Bir ülkede adım atabilmek için sadece o ülkenin mevcut dilini bilmek ve iktidardaki hükümetiyle temas kurmak her zaman yetmemektedir. Özellikle Afrika ülkelerinin yakın tarihini bilmek gereklidir. İngiltere’de SOAS ve Oxford, Fransa’da CESSMA, IMAF ve URMIS, Almanya’da Bayreuth ve CASC, ABD’de Harvard ve UCLA, Çin’de IASZNU, Rusya’da IAS gibi Afrika araştırma merkezleri bu ülkelerin Afrika’yı anlayan uzmanlar yetiştirmesinde büyük rol oynamaktadırlar. Türkiye’de ise Wolof (Senegal’in en kalabalık halkının) dilini öğrenmek için bir dil merkezi bulunmamaktadır.

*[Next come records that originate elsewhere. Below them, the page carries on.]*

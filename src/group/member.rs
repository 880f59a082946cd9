use super::{
    ChannelMessage, Directory, Envelope, JoinResponse, MAX_ENVELOPE_SIZE, PairwiseMessage,
    PairwiseSessions, PrivatePayload,
};
use crate::padding::{pad, unpad};
use crate::{
    DEFAULT_DEVICE_INDEX, Error, GroupCipher, GroupConfig, GroupSessionBuilder, KeyStore,
    PreKeyBundle, SenderKeyDistributionMessage, SenderKeyName,
};
use ed25519_dalek::SIGNATURE_LENGTH;
use std::collections::{BTreeSet, HashMap, HashSet};

/// Something the embedding application has to carry out.
#[derive(Clone, Debug, PartialEq, Eq)]
pub enum Action {
    /// Send this envelope on the group's channel.
    Send(Envelope),
    /// Show a decrypted channel message.
    Deliver {
        /// Identity of the sender.
        sender: String,
        /// The decrypted message.
        message: ChannelMessage,
    },
    /// The set of known channels grew; carries the full sorted list.
    ChannelsUpdated(Vec<String>),
}

/// Upper bound on the JSON length of a group envelope carrying `padded_len` bytes.
fn group_envelope_bound(sender: &str, padded_len: usize) -> usize {
    // version, two varint fields, ciphertext header, AEAD tag, signature
    let message_len = 1 + 2 * 6 + 4 + padded_len + 16 + SIGNATURE_LENGTH;
    let sender_len = serde_json::to_string(sender).map_or(sender.len() * 6 + 2, |s| s.len());
    r#"{"type":"group","sender":,"ciphertext":""}"#.len() + sender_len + message_len.div_ceil(3) * 4
}

/// One identity's view of one group.
///
/// A sans-IO driver: feed it every envelope the relay delivers, in order,
/// and carry out the returned [`Action`]s. Holding the store exclusively
/// serializes all sender key updates for the identity.
pub struct GroupMember<S, P, D> {
    identity: String,
    group_id: String,
    store: S,
    sessions: P,
    directory: D,
    config: GroupConfig,
    channels: BTreeSet<String>,
    bundles: HashMap<String, PreKeyBundle>,
    served: HashSet<String>,
}

impl<S: KeyStore, P: PairwiseSessions, D: Directory> GroupMember<S, P, D> {
    /// Creates the member state for `identity` in `group_id`.
    pub fn new(
        identity: impl Into<String>,
        group_id: impl Into<String>,
        store: S,
        sessions: P,
        directory: D,
    ) -> Self {
        Self {
            identity: identity.into(),
            group_id: group_id.into(),
            store,
            sessions,
            directory,
            config: GroupConfig::default(),
            channels: BTreeSet::new(),
            bundles: HashMap::new(),
            served: HashSet::new(),
        }
    }

    /// Replaces the sender key bounds.
    pub fn with_config(mut self, config: GroupConfig) -> Self {
        self.config = config;
        self
    }

    /// The local identity.
    pub fn identity(&self) -> &str {
        &self.identity
    }

    /// The group this member belongs to.
    pub fn group_id(&self) -> &str {
        &self.group_id
    }

    /// Known channels, sorted.
    pub fn channels(&self) -> Vec<String> {
        self.channels.iter().cloned().collect()
    }

    /// Adds a channel locally; returns whether it was new.
    pub fn add_channel(&mut self, channel: impl Into<String>) -> bool {
        self.channels.insert(channel.into())
    }

    /// The key store.
    pub fn store(&self) -> &S {
        &self.store
    }

    /// The pairwise session layer.
    pub fn sessions(&self) -> &P {
        &self.sessions
    }

    /// Name of `sender`'s ratchet in this group.
    pub fn sender_key_name(&self, sender: &str) -> SenderKeyName {
        SenderKeyName::new(self.group_id.clone(), sender, DEFAULT_DEVICE_INDEX)
    }

    /// Caches the bundles returned by the membership service on join.
    pub fn on_joined(&mut self, response: &JoinResponse) {
        for (identity, bundle) in &response.others {
            if *identity != self.identity {
                self.bundles.insert(identity.clone(), bundle.clone());
            }
        }
        tracing::debug!(
            identity = %self.identity,
            group_id = %self.group_id,
            members = self.bundles.len(),
            "Joined group"
        );
    }

    /// This identity's own distribution message, originating a sender key if needed.
    pub fn distribution(&mut self) -> Result<SenderKeyDistributionMessage, Error> {
        let name = self.sender_key_name(&self.identity);
        GroupSessionBuilder::with_config(&mut self.store, self.config.clone()).create(&name)
    }

    /// Encrypts a channel message for the whole group.
    pub fn send(&mut self, channel: &str, text: &str) -> Result<Envelope, Error> {
        let message = ChannelMessage {
            channel: channel.to_string(),
            text: text.to_string(),
        };
        let plaintext = serde_json::to_vec(&message).map_err(|err| Error::Serde(err.to_string()))?;
        let padded = pad(&plaintext)?;

        let bound = group_envelope_bound(&self.identity, padded.len());
        if bound > MAX_ENVELOPE_SIZE {
            return Err(Error::PayloadTooLarge(plaintext.len()));
        }

        self.distribution()?;
        let name = self.sender_key_name(&self.identity);
        let ciphertext =
            GroupCipher::with_config(&mut self.store, name, self.config.clone()).encrypt(&padded)?;

        Ok(Envelope::Group {
            sender: self.identity.clone(),
            ciphertext,
        })
    }

    /// Parses and handles one envelope from the relay.
    pub fn handle_json(&mut self, json: &str) -> Result<Vec<Action>, Error> {
        match Envelope::from_json(json) {
            Ok(envelope) => self.handle(envelope),
            Err(err) => {
                tracing::warn!(identity = %self.identity, %err, "Dropping unparseable envelope");
                Ok(Vec::new())
            }
        }
    }

    /// Handles one envelope from the relay.
    ///
    /// Messages that fail a protocol check are logged and dropped; only
    /// failures of the store, the session layer or the directory are returned.
    pub fn handle(&mut self, envelope: Envelope) -> Result<Vec<Action>, Error> {
        let result = match envelope {
            Envelope::JoinNotification { user_id } => self.on_join_notification(&user_id),
            Envelope::Private {
                from,
                to,
                kind,
                body,
            } => {
                if to != self.identity {
                    return Ok(Vec::new());
                }
                self.on_private(&from, &PairwiseMessage { kind, body })
            }
            Envelope::Group { sender, ciphertext } => self.on_group(&sender, &ciphertext),
        };

        match result {
            Err(err) if err.is_droppable() => {
                tracing::warn!(identity = %self.identity, %err, "Dropping message");
                Ok(Vec::new())
            }
            result => result,
        }
    }

    fn on_join_notification(&mut self, user_id: &str) -> Result<Vec<Action>, Error> {
        if user_id == self.identity {
            return Ok(Vec::new());
        }

        self.ensure_session(user_id)?;
        self.serve(user_id)
    }

    fn on_private(&mut self, from: &str, message: &PairwiseMessage) -> Result<Vec<Action>, Error> {
        let plaintext = self.sessions.decrypt(from, message)?;
        let payload: PrivatePayload = serde_json::from_slice(&plaintext)?;

        match payload {
            PrivatePayload::ChannelList { channels } => {
                let mut actions = Vec::new();

                let known = self.channels.len();
                self.channels.extend(channels);
                if self.channels.len() != known {
                    actions.push(Action::ChannelsUpdated(self.channels()));
                }

                if !self.served.contains(from) {
                    self.ensure_session(from)?;
                    actions.extend(self.serve(from)?);
                }

                Ok(actions)
            }
            PrivatePayload::SenderDist { dist } => {
                let distribution = SenderKeyDistributionMessage::deserialize(&dist)?;
                let name = self.sender_key_name(from);
                GroupSessionBuilder::with_config(&mut self.store, self.config.clone())
                    .process(&name, &distribution)?;
                Ok(Vec::new())
            }
        }
    }

    fn on_group(&mut self, sender: &str, ciphertext: &[u8]) -> Result<Vec<Action>, Error> {
        // The relay echoes our own broadcasts back to us
        if sender == self.identity {
            return Ok(Vec::new());
        }

        let name = self.sender_key_name(sender);
        let padded =
            GroupCipher::with_config(&mut self.store, name, self.config.clone()).decrypt(ciphertext)?;
        let message: ChannelMessage = serde_json::from_slice(&unpad(&padded)?)?;

        Ok(vec![Action::Deliver {
            sender: sender.to_string(),
            message,
        }])
    }

    fn ensure_session(&mut self, peer: &str) -> Result<(), Error> {
        if self.sessions.has_session(peer)? {
            return Ok(());
        }

        let bundle = match self.bundles.get(peer) {
            Some(bundle) => bundle.clone(),
            None => {
                let bundle = self.directory.fetch_prekey_bundle(&self.group_id, peer)?;
                self.bundles.insert(peer.to_string(), bundle.clone());
                bundle
            }
        };

        bundle.verify()?;
        self.sessions.establish(peer, &bundle)?;

        tracing::debug!(identity = %self.identity, %peer, "Established pairwise session");
        Ok(())
    }

    /// Sends `peer` our channel list and our distribution message.
    fn serve(&mut self, peer: &str) -> Result<Vec<Action>, Error> {
        let channel_list = PrivatePayload::ChannelList {
            channels: self.channels(),
        };
        let sender_dist = PrivatePayload::SenderDist {
            dist: self.distribution()?.serialized().to_vec(),
        };

        let actions = vec![
            Action::Send(self.private_envelope(peer, &channel_list)?),
            Action::Send(self.private_envelope(peer, &sender_dist)?),
        ];
        self.served.insert(peer.to_string());

        tracing::debug!(identity = %self.identity, %peer, "Sent channel list and sender key");
        Ok(actions)
    }

    fn private_envelope(&mut self, peer: &str, payload: &PrivatePayload) -> Result<Envelope, Error> {
        let plaintext = serde_json::to_vec(payload).map_err(|err| Error::Serde(err.to_string()))?;
        let message = self.sessions.encrypt(peer, &plaintext)?;

        Ok(Envelope::Private {
            from: self.identity.clone(),
            to: peer.to_string(),
            kind: message.kind,
            body: message.body,
        })
    }
}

Son zamanlarda Afrika araştırmalarına teşvik edici burslar veren vakıflar ve araştırma merkezlerinin doğmaya başlaması bu minvalde çok olumlu gelişmelerdir. Ancak Türkiye kendi bünyesinde Afrika uzmanı yetiştirirken aynı zamanda rekabeti artırmak için Afrikalı yerli akademisyenleri ithal edip Türkiye’de yerleştirmelidir. Prof. Dr. Zekeriya Kurşun’un dikkat çektiği gibi “Türkiye, Afrika’da kurban eti dağıtan ülke olmaktan daha fazlasını yapmalıdır.” Türk Hükümeti, şirketleri ve vakıfların Somali’de yaptıkları bu noktada takdire şayandır. Sudan ile iyi ilişkiler de keza Doğu Afrika’da Türkiye’nin geleceğe dönük ağırlığını artırmaktadır.

Sonuç olarak, Türkiye, Fransa gibi küresel bir güç olmadığı için Afrika siyasetinde büyük bir ticaret veya STK’lar lobisini seferber etme imkânına sahip olamayabilir. Ancak Doğu Afrika’da atılan etkili adımların sahra altındaki diğer bölgelere de uzanması için sabırlı ve sürekli yatırım gerektiren alanlara itina göstermelidir. Batı Afrika’da geleceğin fosil kaynak ihracatçısı olmaya hazırlanan ülkelerin enerji piyasasında küçük de olsa hisse elde etme politikası izleyebilir. Zira ağırlıklı olarak çıkarlarını Avrupa, Akdeniz ve Ortadoğu coğrafya üçgeninde yürüten Türkiye, Afrika’da eğitim ve kalkınma politikalarına ağırlık verdiği kadar yer tutacaktır. Unutulmamalıdır ki, bugün Afrika ile ilişkilerimizde sahip olduğumuz temiz tarih avantajı sürdürülebilir ve daha görünür projelere dönüştürülemez ise zamanla tükenecek ve bir işe yaramayacaktır.